World No. 1s take different paths to clinch their 2nd Singapore Badminton Open titles

Japan’s Kento Momota celebrates beating Indonesia’s Anthony Sinisuka Ginting in their men’s singles final match at the Singapore Badminton Open. (PHOTO: AFP via Getty Images)

SINGAPORE — They were up-and-coming shuttlers when they won their first Singapore Badminton Open. Returning as world No. 1s in this year’s edition, Kento Momota and Tai Tzu-ying displayed the full range of their supreme talents in winning the singles competitions at the Singapore Indoor Stadium on Sunday (14 April).

Yet, the manner in which they won their respective titles could not be more different.

While women’s world No. 1 Tai was dominant against Japan’s Nozomi Okuhara, men’s world No. 1 Momota struggled mightily against “Giant Killer” Anthony Sinisuka Ginting before holding his nerve to stage a dramatic comeback.

Out of sorts, but hung on to recover

Ginting had already taken the scalp of reigning Olympic champion Chen Long and defending Open champion Chou Tien-chen during his run to the men’s singles final. And the Indonesian world No. 9 looked odds on to add his biggest scalp as he thoroughly dominated over Momota early on.

The Japanese looked out of sorts, offering no answer to Ginting’s powerful smashes, and quickly lost the first game 10-21. When the 22-year-old Indonesia shot to a 16-12 lead in the second game, most of the 4,962-strong crowd thought they would be witnessing a huge upset.

Yet Momota hung on, stepping up his defence and forcing Ginting to take increasingly tougher shots. The 12-16 deficit suddenly turned into an 18-17 advantage for the Japanese, and the 24-year-old pumped his fists when he took the second game 21-19.

Undeterred, Ginting pressed on for a 12-8 lead in the third game, but Momota finally found his offensive rhythm. Rattling off nine straight points as he capitalised on an error-strewn Ginting, Momota gave a big roar after clinching his second Singapore Open title by winning the third game 21-13.

The Japanese, who also won in 2015, told Yahoo News Singapore, “Today I thought it was going to be a losing match.
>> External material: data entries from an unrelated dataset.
use ratatui::{
    Frame,
    layout::Rect,
    style::{Color, Modifier, Style},
    text::{Line, Span},
    widgets::{Block, Borders, List, ListItem, ListState, Paragraph},
};

use crate::{app::App, keys::Action};

use super::{accent_to_color, layout};

pub struct TracksState {
    pub selected_index: usize,
    list_state: ListState,
}

impl TracksState {
    pub fn new() -> Self {
        Self {
            selected_index: 0,
            list_state: ListState::default(),
        }
    }

    pub fn select_index(&mut self, index: usize) {
        self.selected_index = index;
    }

    /// Moves the selection by `delta` rows, staying within `len` rows.
    pub fn move_selection(&mut self, delta: isize, len: usize) {
        if len == 0 {
            self.selected_index = 0;
            return;
        }
        self.selected_index = self
            .selected_index
            .saturating_add_signed(delta)
            .min(len - 1);
    }

    /// The row index under terminal row `y`, given the list was drawn in `inner`.
    fn index_at(&self, inner: Rect, y: u16) -> Option<usize> {
        if y < inner.y || y >= inner.y + inner.height {
            return None;
        }
        Some(self.list_state.offset() + (y - inner.y) as usize)
    }
}

fn block(app: &App) -> Block<'static> {
    let view = app.logic.current_view();
    Block::default()
        .title(format!(" {view} "))
        .borders(Borders::ALL)
        .border_style(Style::default().fg(Color::White))
}

pub fn draw(frame: &mut Frame, app: &mut App, area: Rect) {
    let block = block(app);
    let inner = block.inner(area);
    frame.render_widget(block, area);

    if !app.logic.has_loaded_catalog() {
        let message = match app.logic.get_error_display() {
            Some((name, message)) => Line::from(Span::styled(
                format!("{name}: {message}"),
                Style::default().fg(Color::Red),
            )),
            None => Line::from(Span::styled(
                "Loading catalog...",
                Style::default().fg(Color::DarkGray),
            )),
        };
        frame.render_widget(Paragraph::new(message), inner);
        return;
    }

    let tracks = app.logic.filtered_tracks();
    if tracks.is_empty() {
        let empty = Paragraph::new(app.logic.current_view().empty_message())
            .style(Style::default().fg(Color::DarkGray));
        frame.render_widget(empty, inner);
        return;
    }

    let snapshot = app.logic.session_snapshot();
    let playing_id = snapshot.selected_track.as_ref().map(|t| t.id);

    app.tracks.selected_index = app.tracks.selected_index.min(tracks.len() - 1);

    let items: Vec<ListItem> = tracks
        .iter()
        .map(|track| {
            let is_current = Some(track.id) == playing_id;
            let marker = match (is_current, snapshot.is_playing()) {
                (true, true) => "\u{25B6} ",
                (true, false) => "\u{23F8} ",
                _ => "  ",
            };
            let name_style = if is_current {
                Style::default()
                    .fg(Color::White)
                    .add_modifier(Modifier::BOLD)
            } else {
                Style::default().fg(Color::Gray)
            };

            let mut spans = vec![
                Span::styled(marker, Style::default().fg(Color::Cyan)),
                Span::styled("\u{25A0} ", Style::default().fg(accent_to_color(track.accent))),
                Span::styled(track.name.clone(), name_style),
                Span::styled(" - ", Style::default().fg(Color::DarkGray)),
                Span::styled(track.artist.clone(), Style::default().fg(Color::DarkGray)),
            ];
            if track.top_track {
                spans.push(Span::styled(" \u{2605}", Style::default().fg(Color::Yellow)));
            }
            ListItem::new(Line::from(spans))
        })
        .collect();

    let list = List::new(items).highlight_style(Style::default().bg(Color::Rgb(50, 50, 80)));
    app.tracks.list_state.select(Some(app.tracks.selected_index));
    frame.render_stateful_widget(list, inner, &mut app.tracks.list_state);
}

pub fn handle_key(app: &mut App, action: Action) {
    let len = app.logic.filtered_tracks().len();
    match action {
        Action::MoveUp => app.tracks.move_selection(-1, len),
        Action::MoveDown => app.tracks.move_selection(1, len),
        Action::PageUp => app
            .tracks
            .move_selection(-(layout::PAGE_SCROLL_SIZE as isize), len),
        Action::PageDown => app
            .tracks
            .move_selection(layout::PAGE_SCROLL_SIZE as isize, len),
        Action::GotoTop => app.tracks.select_index(0),
        Action::GotoBottom => app.tracks.select_index(len.saturating_sub(1)),
        Action::Select => app.play_index(app.tracks.selected_index),
        other => app.perform(other),
    }
}

/// A click on a row plays it.
pub fn handle_mouse_click(app: &mut App, area: Rect, y: u16) {
    let inner = block(app).inner(area);
    if let Some(index) = app.tracks.index_at(inner, y) {
        app.play_index(index);
    }
}

pub fn handle_scroll(app: &mut App, delta: isize) {
    let len = app.logic.filtered_tracks().len();
    app.tracks.move_selection(delta, len);
}

#[cfg(test)]
mod tests {
    use super::*;

    #[test]
    fn test_move_selection_stays_in_bounds() {
        let mut state = TracksState::new();
        state.move_selection(-1, 5);
        assert_eq!(state.selected_index, 0);
        state.move_selection(3, 5);
        assert_eq!(state.selected_index, 3);
        state.move_selection(20, 5);
        assert_eq!(state.selected_index, 4);
        state.move_selection(1, 0);
        assert_eq!(state.selected_index, 0);
    }

    #[test]
    fn test_index_at_accounts_for_offset() {
        let state = TracksState::new();
        let inner = Rect::new(1, 7, 40, 10);
        assert_eq!(state.index_at(inner, 7), Some(0));
        assert_eq!(state.index_at(inner, 9), Some(2));
        assert_eq!(state.index_at(inner, 6), None);
        assert_eq!(state.index_at(inner, 17), None);
    }
}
Ginting had better quality than me, but maybe he was tired, that’s why I had the opportunity to turn this around.

“I won my first title in Singapore, and from then on, my attitude towards winning has changed. Singapore is really something special to me.”
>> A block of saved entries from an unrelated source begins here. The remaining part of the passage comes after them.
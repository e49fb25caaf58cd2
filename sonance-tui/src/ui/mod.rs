pub(crate) mod layout;
pub(crate) mod logs;
pub(crate) mod now_playing;
pub(crate) mod search;
pub(crate) mod tracks;

use ratatui::{
    Frame,
    layout::Rect,
    style::{Color, Modifier, Style},
    text::{Line, Span},
    widgets::{Block, Gauge, Paragraph},
};
use smol_str::ToSmolStr as _;
use sonance_core::{SessionSnapshot, sonance_state::Accent, util::duration_to_hms_string};
use unicode_width::UnicodeWidthStr as _;

use crate::{
    app::{App, FocusedPanel},
    keys,
};

pub fn accent_to_color(accent: Accent) -> Color {
    Color::Rgb(accent.r, accent.g, accent.b)
}

/// Black or white, whichever reads better on top of `background`.
pub fn ambient_text_color(background: Accent) -> Color {
    // ITU-R BT.601 luma
    let luma = 0.299 * background.r as f32
        + 0.587 * background.g as f32
        + 0.114 * background.b as f32;
    if luma > 140.0 {
        Color::Black
    } else {
        Color::White
    }
}

pub fn draw(frame: &mut Frame, app: &mut App) {
    let size = frame.area();
    let snapshot = app.logic.session_snapshot();

    // The whole header follows the selected track's accent.
    let ambient = accent_to_color(snapshot.ambient_color);
    let main = layout::split_main(size);
    let header = Rect::new(
        size.x,
        size.y,
        size.width,
        main.now_playing.height + main.progress_bar.height,
    );
    frame.render_widget(Block::default().style(Style::default().bg(ambient)), header);

    now_playing::draw(frame, app, &snapshot, main.now_playing);
    draw_progress_bar(frame, &snapshot, main.progress_bar);
    draw_tabs(frame, app, main.tabs);
    search::draw(
        frame,
        &app.search,
        app.focused_panel == FocusedPanel::Search,
        main.search,
    );

    match app.focused_panel {
        FocusedPanel::Tracks | FocusedPanel::Search => tracks::draw(frame, app, main.content),
        FocusedPanel::Logs => logs::draw(frame, &mut app.logs, main.content),
    }

    draw_help_bar(frame, app, &snapshot, main.help_bar);

    if app.quit_confirming {
        let yes = keys::KEY_CONFIRM_YES.to_smolstr();
        let no = keys::KEY_CONFIRM_NO.to_smolstr();
        let prompt = format!("Quit? {yes}/{no}");
        let popup_width = prompt.width() as u16 + 4; // border (2) + padding (2)
        let popup_height = 3_u16;
        let x = size.x + (size.width.saturating_sub(popup_width)) / 2;
        let y = size.y + (size.height.saturating_sub(popup_height)) / 2;
        let popup_area = Rect::new(x, y, popup_width, popup_height);

        frame.render_widget(
            Block::default().style(Style::default().bg(Color::Black)),
            popup_area,
        );
        let popup = Paragraph::new(format!(" {prompt}"))
            .block(Block::bordered().style(Style::default().fg(Color::White)))
            .style(Style::default().fg(Color::White));
        frame.render_widget(popup, popup_area);
    }
}

fn draw_progress_bar(frame: &mut Frame, snapshot: &SessionSnapshot, area: Rect) {
    let text = ambient_text_color(snapshot.ambient_color);
    let label = format!(
        " {} / {} ",
        duration_to_hms_string(snapshot.position),
        duration_to_hms_string(snapshot.duration)
    );

    let gauge = Gauge::default()
        .gauge_style(
            Style::default()
                .fg(text)
                .bg(accent_to_color(snapshot.ambient_color)),
        )
        .ratio(snapshot.progress())
        .label(label);
    frame.render_widget(gauge, area);
}

fn draw_tabs(frame: &mut Frame, app: &App, area: Rect) {
    let current = app.logic.current_view();
    let padding = " ".repeat(layout::TAB_PADDING as usize);

    let mut spans = Vec::new();
    for (i, (_, _, view)) in layout::view_tab_ranges(area).into_iter().enumerate() {
        if i > 0 {
            spans.push(Span::styled(
                layout::TAB_SEPARATOR,
                Style::default().fg(Color::DarkGray),
            ));
        }
        let style = if view == current {
            Style::default()
                .fg(Color::White)
                .add_modifier(Modifier::BOLD | Modifier::UNDERLINED)
        } else {
            Style::default().fg(Color::DarkGray)
        };
        spans.push(Span::styled(format!("{padding}{view}{padding}"), style));
    }

    frame.render_widget(Paragraph::new(Line::from(spans)), area);
}

/// A click on the progress bar seeks proportionally.
pub fn handle_progress_click(app: &mut App, bar: Rect, x: u16, y: u16) {
    if let Some(fraction) = layout::seek_fraction_at(bar, x, y) {
        app.logic.seek_fraction(fraction);
    }
}

fn draw_help_bar(frame: &mut Frame, app: &mut App, snapshot: &SessionSnapshot, area: Rect) {
    let view = app.logic.current_view();
    let help_actions: &[keys::Action] = match app.focused_panel {
        FocusedPanel::Tracks => keys::TRACKS_HELP,
        FocusedPanel::Search => keys::SEARCH_HELP,
        FocusedPanel::Logs => keys::LOGS_HELP,
    };

    let mut spans: Vec<Span> = vec![Span::raw(" ")];
    let mut x = area.x + 1;
    app.help_bar_items.clear();

    for action in help_actions {
        if let Some((key, label)) = action.help_label(snapshot, view) {
            let text = format!(":{label} ");
            let width = (key.width() + text.width()) as u16;
            app.help_bar_items.push((x, x + width, *action));
            x += width;

            spans.push(Span::styled(
                String::from(key),
                Style::default().fg(Color::Cyan),
            ));
            spans.push(Span::raw(text));
        }
    }

    frame.render_widget(Paragraph::new(Line::from(spans)), area);
}

#[cfg(test)]
mod tests {
    use super::*;

    #[test]
    fn test_ambient_text_contrasts_with_background() {
        assert_eq!(ambient_text_color(Accent::NEUTRAL), Color::White);
        assert_eq!(ambient_text_color(Accent::new(0xff, 0xff, 0xff)), Color::Black);
        assert_eq!(ambient_text_color(Accent::new(0x33, 0x1e, 0x00)), Color::White);
        assert_eq!(ambient_text_color(Accent::new(0xf0, 0xd0, 0x60)), Color::Black);
    }

    #[test]
    fn test_accent_maps_to_rgb() {
        assert_eq!(
            accent_to_color(Accent::new(0x12, 0x34, 0x56)),
            Color::Rgb(0x12, 0x34, 0x56)
        );
    }
}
A dejected Ginting lamented about lost chances even as he congratulated Momota on his victory. He added, “I was controlling well in the first game. In the second game, I was leading and the points were tight. I needed to attack more, but Momota already anticipated my play and he
managed to get points from me from then on.”

Exceptional poise and sublime shot-making

The women’s singles final was a more straightforward affair, as Tai displayed exceptional poise amid her sublime shot-making to defeat world No. 3 Okuhara 21-19, 21-15 and win her second Singapore Open title in three years.

The Taiwanese’s idiosyncratic style, varied and deceptive, gave Okuhara little chance to counter with her aggressive smashes. Yet, it seems that she is far better at expressing herself on the court than during media interviews.

“I just like running around on the court, and trying to hit the ball to every corner,” the 24-year-old said in typical understated fashion, after revealing that she doesn’t watch videos of herself and of her opponents.

When asked how she managed to keep so calm at key moments of the match, she said with a sheepish smile, “I don’t know, I never get nervous. I guess my nerve fibres are a bit better.”

Okuhara was gracious in defeat, saying in halting English, “Tai is fast and skilful, and she makes me think a lot on how to defend her. She is very tricky to play against. I also made too many mistakes at the end of each game.”

Doubles joy for Japan and Thailand

The men’s doubles final was a tight affair between third seeds Takeshi Kamura and Keigo Sonoda of Japan and defending champions Mohammad Ahsan and Hendra Setiawan of Indonesia. After 51 minutes, it was the Japanese duo who emerged triumphant, winning 21-13, 19-21, 21-17.

Another third-seeded Japanese duo, Mayu Matsumoto and Wakana Nagahara, clinched the women’s doubles gold with a 21-17, 22-20 win over South Korea’s Kim Hye Jeong and Kong Hee Yong.

In the mixed doubles final, the Thai duo of Dechapol Puavaranukroh and Sapsiree Taerattanachai, ran out easy 21-14, 21-6 winners over the Malaysian pair of Tan Kian Meng and Lai Pei Jing.